Die Bundesregierung wird zu den Strafvorschriften des Entwurfs in den zuständigen Ausschüssen des Bundestages Stellung nehmen mit dem Ziel, daß durch die Höhe der Strafdrohung der Wille des Gesetzgebers unmißverständlich klargestellt wird, Verstößen gegen das Waffenrecht entschieden zu begegnen, insbesondere in den Fällen der illegalen Waffeneinfuhr, des illegalen Waffenhandels und der Aufforderung und Anleitung zur Herstellung von Molotov-Cocktails.

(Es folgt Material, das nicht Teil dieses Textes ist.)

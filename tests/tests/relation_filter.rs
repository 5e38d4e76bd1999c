use quire::{schema, stmt::Direction, Config, FindOptions};
use tests::{ids, json, pretty_assertions::assert_eq, setup, setup_with, TestDb};

async fn authors(t: &TestDb, filter: serde_json::Value) -> Vec<i64> {
    let options = FindOptions::new()
        .filter(filter)
        .order_by([("id", Direction::Asc)]);
    ids(&t.db.find_many("authors", options).await.unwrap())
}

async fn posts(t: &TestDb, filter: serde_json::Value) -> Vec<i64> {
    let options = FindOptions::new()
        .filter(filter)
        .order_by([("id", Direction::Asc)]);
    ids(&t.db.find_many("posts", options).await.unwrap())
}

#[tokio::test]
async fn some_and_none() {
    let t = setup().await;

    assert_eq!(
        authors(&t, json!({ "posts": { "some": { "views": { "gt": 20 } } } })).await,
        [1, 2]
    );
    assert_eq!(
        authors(&t, json!({ "posts": { "none": { "views": { "gt": 20 } } } })).await,
        [3]
    );

    // Bare filter on a to-many relation means `some`
    assert_eq!(
        authors(&t, json!({ "posts": { "views": { "gte": 100 } } })).await,
        [2]
    );
}

#[tokio::test]
async fn soft_deleted_rows_are_not_related() {
    let t = setup().await;

    // Post 3 is the only one with fewer than 8 views, and it is deleted
    assert_eq!(
        authors(&t, json!({ "posts": { "some": { "views": { "lt": 8 } } } })).await,
        Vec::<i64>::new()
    );
}

#[tokio::test]
async fn every_is_none_of_the_complement() {
    let t = setup().await;

    for inner in [
        json!({ "views": { "gte": 50 } }),
        json!({ "views": { "gte": 10 } }),
        json!({ "slug": { "contains": "-" } }),
    ] {
        let every = authors(&t, json!({ "posts": { "every": inner.clone() } })).await;
        let none_not = authors(&t, json!({ "posts": { "none": { "NOT": inner } } })).await;
        assert_eq!(every, none_not);
    }

    // Linus has no posts, so every filter holds for him
    assert_eq!(
        authors(&t, json!({ "posts": { "every": { "views": { "gte": 50 } } } })).await,
        [2, 3]
    );
}

#[tokio::test]
async fn empty_every_matches_all() {
    let t = setup().await;

    assert_eq!(
        authors(&t, json!({ "posts": { "every": {} } })).await,
        [1, 2, 3]
    );
}

#[tokio::test]
async fn to_one_is_and_is_not() {
    let t = setup().await;

    assert_eq!(
        posts(&t, json!({ "author": { "is": { "name": "Ada" } } })).await,
        [1, 2]
    );
    assert_eq!(
        posts(&t, json!({ "author": { "isNot": { "name": "Ada" } } })).await,
        [3, 4]
    );
    assert_eq!(
        posts(&t, json!({ "author": null })).await,
        Vec::<i64>::new()
    );
    assert_eq!(
        posts(&t, json!({ "author": { "isNot": null } })).await,
        [1, 2, 3, 4]
    );
}

#[tokio::test]
async fn many_to_many_through_junction() {
    let t = setup().await;

    assert_eq!(
        posts(&t, json!({ "tags": { "some": { "name": "db" } } })).await,
        [2, 4]
    );
    assert_eq!(
        posts(&t, json!({ "tags": { "none": {} } })).await,
        [3]
    );
}

#[tokio::test]
async fn nested_relations_and_localized_leaves() {
    let t = setup().await;

    let filter = json!({
        "posts": { "some": { "tags": { "some": { "name": "rust" } } } }
    });
    assert_eq!(authors(&t, filter).await, [1]);

    let filter = json!({ "posts": { "some": { "title": { "eq": "Graphs" } } } });
    assert_eq!(authors(&t, filter).await, [2]);
}

#[tokio::test]
async fn quantifier_must_fit_the_relation() {
    let t = setup().await;

    let options = FindOptions::new().filter(json!({ "posts": { "is": { "views": 1 } } }));
    let err = t.db.find_many("authors", options).await.unwrap_err();
    assert!(err.is_invalid_filter());
    assert!(err.is_validation());
}

#[tokio::test]
async fn relation_depth_is_bounded() {
    let config = Config {
        max_relation_depth: 1,
        ..Config::default()
    };
    let t = setup_with(tests::blog_schema(), config).await;

    let filter = json!({ "posts": { "some": { "author": { "is": { "name": "Ada" } } } } });
    let err = t
        .db
        .find_many("authors", FindOptions::new().filter(filter))
        .await
        .unwrap_err();
    assert!(err.is_recursion_limit());
}

#[tokio::test]
async fn incomplete_relation_is_ignored() {
    let mut builder = tests::blog_schema();
    builder.collection("notes", |c| {
        c.field("body");
    });
    builder.collection("drafts", |c| {
        // No keys and no `belongs_to` on `notes` to pair with
        c.has_many("notes", "notes");
        c.table("authors");
    });

    let t = setup_with(builder, Config::default()).await;

    let options = FindOptions::new()
        .filter(json!({ "notes": { "some": { "body": "x" } } }))
        .order_by([("id", Direction::Asc)]);
    let drafts = t.db.find_many("drafts", options).await.unwrap();
    assert_eq!(ids(&drafts), [1, 2, 3]);
}

#[test]
fn incomplete_relation_fails_strict_schemas() {
    let mut builder = schema::Builder::new();
    builder
        .collection("notes", |c| {
            c.field("body");
        })
        .collection("drafts", |c| {
            c.has_many("notes", "notes");
        });

    let config = Config {
        strict_relations: true,
        ..Config::default()
    };

    let err = quire::Db::builder()
        .schema_builder(builder)
        .config(config)
        .build(quire_driver_sqlite::Sqlite::in_memory().unwrap())
        .unwrap_err();
    assert!(err.is_invalid_schema());
}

Das Kabinett stimmt der gemeinsamen Vorlage des BMWF und des BMI mit den von BM Genscher vorgetragenen Änderungen zu. 5

Fußnoten

4

Gemeinsame Vorlage des BMWF und BMI vom 30. Sept. 1971 in B 106/79469 und Gegenvorlage des BMJ vom 5. Okt. 1971 in B 141/72961, beide in B 136/7726, weitere Unterlagen in B 106/79466 bis 79468 sowie in B 141/72958 bis 72960 und 72962. - Der Bundesrat hatte bereits 1970 bemängelt, dass sich die geteilte Bund-Länder-Kompetenz auf dem Gebiet des Waffenrechts in einen in die Zuständigkeit des Bundes gehörenden wirtschaftsrechtlichen Teil und einen in die Zuständigkeit der Länder gehörenden sicherheitsrechtlichen Teil nachteilig auf die Regelungsmöglichkeiten der Länder auswirke und hatte sowohl einen Gesetzentwurf zur Änderung des Artikels 74 GG als auch einen Gesetzentwurf, der einem Musterentwurf der Landesgesetze entsprach, am 23. Nov. 1970 im Bundesrat vorgelegt und in seiner Sitzung am 9. Juli 1971 beschlossen (BR-Drs. 657/70 und 658/70, vgl. BR-Sitzungsberichte, Bd. 11, S. 212-214). Der BMI hatte in seinem Entwurf zur Stellungnahme der Bundesregierung einzelne Änderungen vorgeschlagen, um Strafvorschriften zu verschärfen, und auf der Innenministerkonferenz am 15. Sept. 1971 um eine Berücksichtigung seiner Vorschläge gebeten. BMWF und der BMJ lehnten die Änderungsvorschläge des BMI ab (vgl. die Vermerke des BMI vom 15. und 23. Sept. 1971 in B 106/79469). In seiner Gegenvorlage hatte Jahn insbesondere die Mindeststrafandrohungen infrage gestellt, da diese bei vergleichbaren Straftaten in anderen Gesetzen nicht vorgesehen seien.

5

BT-Drs. VI/2678. - Waffengesetz (WaffG) vom 19. Sept. 1972 (BGBl. I 1797).